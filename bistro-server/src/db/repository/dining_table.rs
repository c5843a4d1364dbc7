//! Dining Table Repository
//!
//! The reserve path is a compare-and-set inside a single transaction: the
//! candidate lookup and the availability flip commit together, so two
//! concurrent requests for the last matching table cannot both win.

use super::{BaseRepository, RepoError, RepoResult};
use crate::db::models::{DiningTable, DiningTableCreate, TableType};
use surrealdb::RecordId;
use surrealdb::Surreal;
use surrealdb::engine::local::Db;

#[derive(Clone)]
pub struct DiningTableRepository {
    base: BaseRepository,
}

impl DiningTableRepository {
    pub fn new(db: Surreal<Db>) -> Self {
        Self {
            base: BaseRepository::new(db),
        }
    }

    pub async fn create(&self, data: DiningTableCreate) -> RepoResult<DiningTable> {
        let table = DiningTable {
            id: None,
            table_number: data.table_number,
            table_type: data.table_type,
            capacity: data.capacity,
            is_available: true,
            holder: None,
            reserved_order: None,
            reserved_at: None,
            release_at: None,
            location: data.location,
        };
        let created: Option<DiningTable> =
            self.base.db().create("dining_table").content(table).await?;
        created.ok_or_else(|| RepoError::Database("Failed to create dining table".to_string()))
    }

    pub async fn find_by_id(&self, id: &RecordId) -> RepoResult<DiningTable> {
        let table: Option<DiningTable> = self.base.db().select(id.clone()).await?;
        table.ok_or_else(|| RepoError::NotFound(format!("Table not found: {}", id)))
    }

    pub async fn find_all(&self) -> RepoResult<Vec<DiningTable>> {
        let mut result = self
            .base
            .db()
            .query("SELECT * FROM dining_table ORDER BY table_number ASC")
            .await?;
        Ok(result.take(0)?)
    }

    /// Claim the smallest available table of the given type that seats the
    /// party. Returns None when no table matches or another request claimed
    /// the last one first.
    pub async fn reserve(
        &self,
        table_type: TableType,
        capacity: i64,
        holder: &RecordId,
        reserved_order: Option<&RecordId>,
        reserved_at: i64,
        release_at: i64,
    ) -> RepoResult<Option<DiningTable>> {
        let mut result = self
            .base
            .db()
            .query(
                "BEGIN TRANSACTION; \
                 LET $candidates = (SELECT id, capacity, table_number FROM dining_table \
                     WHERE is_available = true \
                       AND table_type = $table_type \
                       AND capacity >= $capacity \
                     ORDER BY capacity ASC, table_number ASC LIMIT 1).id; \
                 UPDATE $candidates SET \
                     is_available = false, \
                     holder = $holder, \
                     reserved_order = $reserved_order, \
                     reserved_at = $reserved_at, \
                     release_at = $release_at \
                     RETURN AFTER; \
                 COMMIT TRANSACTION;",
            )
            .bind(("table_type", table_type))
            .bind(("capacity", capacity))
            .bind(("holder", holder.to_string()))
            .bind(("reserved_order", reserved_order.map(|o| o.to_string())))
            .bind(("reserved_at", reserved_at))
            .bind(("release_at", release_at))
            .await?;
        let tables: Vec<DiningTable> = result.take(1)?;
        Ok(tables.into_iter().next())
    }

    /// Release a hold. Idempotent: releasing an already-available table is
    /// a no-op.
    pub async fn release(&self, id: &RecordId) -> RepoResult<Option<DiningTable>> {
        let mut result = self
            .base
            .db()
            .query(
                "UPDATE $table SET \
                 is_available = true, \
                 holder = NONE, \
                 reserved_order = NONE, \
                 reserved_at = NONE, \
                 release_at = NONE \
                 RETURN AFTER",
            )
            .bind(("table", id.clone()))
            .await?;
        let tables: Vec<DiningTable> = result.take(0)?;
        Ok(tables.into_iter().next())
    }

    /// Force-release every hold whose expiry has passed; returns the tables
    /// that were freed.
    pub async fn sweep_expired(&self, now_millis: i64) -> RepoResult<Vec<DiningTable>> {
        let mut result = self
            .base
            .db()
            .query(
                "UPDATE dining_table SET \
                 is_available = true, \
                 holder = NONE, \
                 reserved_order = NONE, \
                 reserved_at = NONE, \
                 release_at = NONE \
                 WHERE is_available = false \
                   AND release_at != NONE \
                   AND release_at <= $now \
                 RETURN AFTER",
            )
            .bind(("now", now_millis))
            .await?;
        Ok(result.take(0)?)
    }
}
//! Stripe integration via REST API (no SDK dependency)

use super::{ChargeOutcome, PaymentGateway, ServiceError, ServiceResult};
use async_trait::async_trait;

/// Stripe payment gateway
///
/// Uses PaymentIntents with automatic confirmation; amounts are converted
/// to the smallest currency unit as the API requires.
#[derive(Clone)]
pub struct StripeGateway {
    client: reqwest::Client,
    secret_key: String,
    currency: String,
}

impl StripeGateway {
    pub fn new(secret_key: String) -> Self {
        Self {
            client: reqwest::Client::new(),
            secret_key,
            currency: "usd".into(),
        }
    }
}

#[async_trait]
impl PaymentGateway for StripeGateway {
    async fn charge(&self, amount: f64, order_ref: &str) -> ServiceResult<ChargeOutcome> {
        let amount_minor = (amount * 100.0).round() as i64;
        let resp: serde_json::Value = self
            .client
            .post("https://api.stripe.com/v1/payment_intents")
            .basic_auth(&self.secret_key, None::<&str>)
            .form(&[
                ("amount", amount_minor.to_string().as_str()),
                ("currency", self.currency.as_str()),
                ("confirm", "true"),
                ("automatic_payment_methods[enabled]", "true"),
                ("automatic_payment_methods[allow_redirects]", "never"),
                ("metadata[order_ref]", order_ref),
            ])
            .send()
            .await?
            .json()
            .await?;

        match resp["status"].as_str() {
            Some("succeeded") => Ok(ChargeOutcome {
                success: true,
                transaction_id: resp["id"].as_str().map(String::from),
                decline_reason: None,
            }),
            Some(status) => Ok(ChargeOutcome {
                success: false,
                transaction_id: resp["id"].as_str().map(String::from),
                decline_reason: Some(
                    resp["last_payment_error"]["message"]
                        .as_str()
                        .unwrap_or(status)
                        .to_string(),
                ),
            }),
            None => Err(ServiceError::BadResponse(format!(
                "Stripe payment_intents failed: {resp}"
            ))),
        }
    }

    async fn refund(&self, transaction_id: &str) -> ServiceResult<()> {
        let resp: serde_json::Value = self
            .client
            .post("https://api.stripe.com/v1/refunds")
            .basic_auth(&self.secret_key, None::<&str>)
            .form(&[("payment_intent", transaction_id)])
            .send()
            .await?
            .json()
            .await?;

        match resp["status"].as_str() {
            Some("succeeded") | Some("pending") => Ok(()),
            Some(status) => Err(ServiceError::Declined(format!(
                "Stripe refund not accepted: {status}"
            ))),
            None => Err(ServiceError::BadResponse(format!(
                "Stripe refunds failed: {resp}"
            ))),
        }
    }
}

:: Task requirements ::
Write out the records above again, keeping each one identical to the original.

:: Expected answer ::
filename bistro-server/src/db/repository/dining_table.rs
repository c5843a4d1364dbc7
//! Dining Table Repository
//!
//! The reserve path is a compare-and-set inside a single transaction: the
//! candidate lookup and the availability flip commit together, so two
//! concurrent requests for the last matching table cannot both win.

use super::{BaseRepository, RepoError, RepoResult};
use crate::db::models::{DiningTable, DiningTableCreate, TableType};
use surrealdb::RecordId;
use surrealdb::Surreal;
use surrealdb::engine::local::Db;

#[derive(Clone)]
pub struct DiningTableRepository {
    base: BaseRepository,
}

impl DiningTableRepository {
    pub fn new(db: Surreal<Db>) -> Self {
        Self {
            base: BaseRepository::new(db),
        }
    }

    pub async fn create(&self, data: DiningTableCreate) -> RepoResult<DiningTable> {
        let table = DiningTable {
            id: None,
            table_number: data.table_number,
            table_type: data.table_type,
            capacity: data.capacity,
            is_available: true,
            holder: None,
            reserved_order: None,
            reserved_at: None,
            release_at: None,
            location: data.location,
        };
        let created: Option<DiningTable> =
            self.base.db().create("dining_table").content(table).await?;
        created.ok_or_else(|| RepoError::Database("Failed to create dining table".to_string()))
    }

    pub async fn find_by_id(&self, id: &RecordId) -> RepoResult<DiningTable> {
        let table: Option<DiningTable> = self.base.db().select(id.clone()).await?;
        table.ok_or_else(|| RepoError::NotFound(format!("Table not found: {}", id)))
    }

    pub async fn find_all(&self) -> RepoResult<Vec<DiningTable>> {
        let mut result = self
            .base
            .db()
            .query("SELECT * FROM dining_table ORDER BY table_number ASC")
            .await?;
        Ok(result.take(0)?)
    }

    /// Claim the smallest available table of the given type that seats the
    /// party. Returns None when no table matches or another request claimed
    /// the last one first.
    pub async fn reserve(
        &self,
        table_type: TableType,
        capacity: i64,
        holder: &RecordId,
        reserved_order: Option<&RecordId>,
        reserved_at: i64,
        release_at: i64,
    ) -> RepoResult<Option<DiningTable>> {
        let mut result = self
            .base
            .db()
            .query(
                "BEGIN TRANSACTION; \
                 LET $candidates = (SELECT id, capacity, table_number FROM dining_table \
                     WHERE is_available = true \
                       AND table_type = $table_type \
                       AND capacity >= $capacity \
                     ORDER BY capacity ASC, table_number ASC LIMIT 1).id; \
                 UPDATE $candidates SET \
                     is_available = false, \
                     holder = $holder, \
                     reserved_order = $reserved_order, \
                     reserved_at = $reserved_at, \
                     release_at = $release_at \
                     RETURN AFTER; \
                 COMMIT TRANSACTION;",
            )
            .bind(("table_type", table_type))
            .bind(("capacity", capacity))
            .bind(("holder", holder.to_string()))
            .bind(("reserved_order", reserved_order.map(|o| o.to_string())))
            .bind(("reserved_at", reserved_at))
            .bind(("release_at", release_at))
            .await?;
        let tables: Vec<DiningTable> = result.take(1)?;
        Ok(tables.into_iter().next())
    }

    /// Release a hold. Idempotent: releasing an already-available table is
    /// a no-op.
    pub async fn release(&self, id: &RecordId) -> RepoResult<Option<DiningTable>> {
        let mut result = self
            .base
            .db()
            .query(
                "UPDATE $table SET \
                 is_available = true, \
                 holder = NONE, \
                 reserved_order = NONE, \
                 reserved_at = NONE, \
                 release_at = NONE \
                 RETURN AFTER",
            )
            .bind(("table", id.clone()))
            .await?;
        let tables: Vec<DiningTable> = result.take(0)?;
        Ok(tables.into_iter().next())
    }

    /// Force-release every hold whose expiry has passed; returns the tables
    /// that were freed.
    pub async fn sweep_expired(&self, now_millis: i64) -> RepoResult<Vec<DiningTable>> {
        let mut result = self
            .base
            .db()
            .query(
                "UPDATE dining_table SET \
                 is_available = true, \
                 holder = NONE, \
                 reserved_order = NONE, \
                 reserved_at = NONE, \
                 release_at = NONE \
                 WHERE is_available = false \
                   AND release_at != NONE \
                   AND release_at <= $now \
                 RETURN AFTER",
            )
            .bind(("now", now_millis))
            .await?;
        Ok(result.take(0)?)
    }
}
//! Stripe integration via REST API (no SDK dependency)

use super::{ChargeOutcome, PaymentGateway, ServiceError, ServiceResult};
use async_trait::async_trait;

/// Stripe payment gateway
///
/// Uses PaymentIntents with automatic confirmation; amounts are converted
/// to the smallest currency unit as the API requires.
#[derive(Clone)]
pub struct StripeGateway {
    client: reqwest::Client,
    secret_key: String,
    currency: String,
}

impl StripeGateway {
    pub fn new(secret_key: String) -> Self {
        Self {
            client: reqwest::Client::new(),
            secret_key,
            currency: "usd".into(),
        }
    }
}

#[async_trait]
impl PaymentGateway for StripeGateway {
    async fn charge(&self, amount: f64, order_ref: &str) -> ServiceResult<ChargeOutcome> {
        let amount_minor = (amount * 100.0).round() as i64;
        let resp: serde_json::Value = self
            .client
            .post("https://api.stripe.com/v1/payment_intents")
            .basic_auth(&self.secret_key, None::<&str>)
            .form(&[
                ("amount", amount_minor.to_string().as_str()),
                ("currency", self.currency.as_str()),
                ("confirm", "true"),
                ("automatic_payment_methods[enabled]", "true"),
                ("automatic_payment_methods[allow_redirects]", "never"),
                ("metadata[order_ref]", order_ref),
            ])
            .send()
            .await?
            .json()
            .await?;

        match resp["status"].as_str() {
            Some("succeeded") => Ok(ChargeOutcome {
                success: true,
                transaction_id: resp["id"].as_str().map(String::from),
                decline_reason: None,
            }),
            Some(status) => Ok(ChargeOutcome {
                success: false,
                transaction_id: resp["id"].as_str().map(String::from),
                decline_reason: Some(
                    resp["last_payment_error"]["message"]
                        .as_str()
                        .unwrap_or(status)
                        .to_string(),
                ),
            }),
            None => Err(ServiceError::BadResponse(format!(
                "Stripe payment_intents failed: {resp}"
            ))),
        }
    }

    async fn refund(&self, transaction_id: &str) -> ServiceResult<()> {
        let resp: serde_json::Value = self
            .client
            .post("https://api.stripe.com/v1/refunds")
            .basic_auth(&self.secret_key, None::<&str>)
            .form(&[("payment_intent", transaction_id)])
            .send()
            .await?
            .json()
            .await?;

        match resp["status"].as_str() {
            Some("succeeded") | Some("pending") => Ok(()),
            Some(status) => Err(ServiceError::Declined(format!(
                "Stripe refund not accepted: {status}"
            ))),
            None => Err(ServiceError::BadResponse(format!(
                "Stripe refunds failed: {resp}"
            ))),
        }
    }
}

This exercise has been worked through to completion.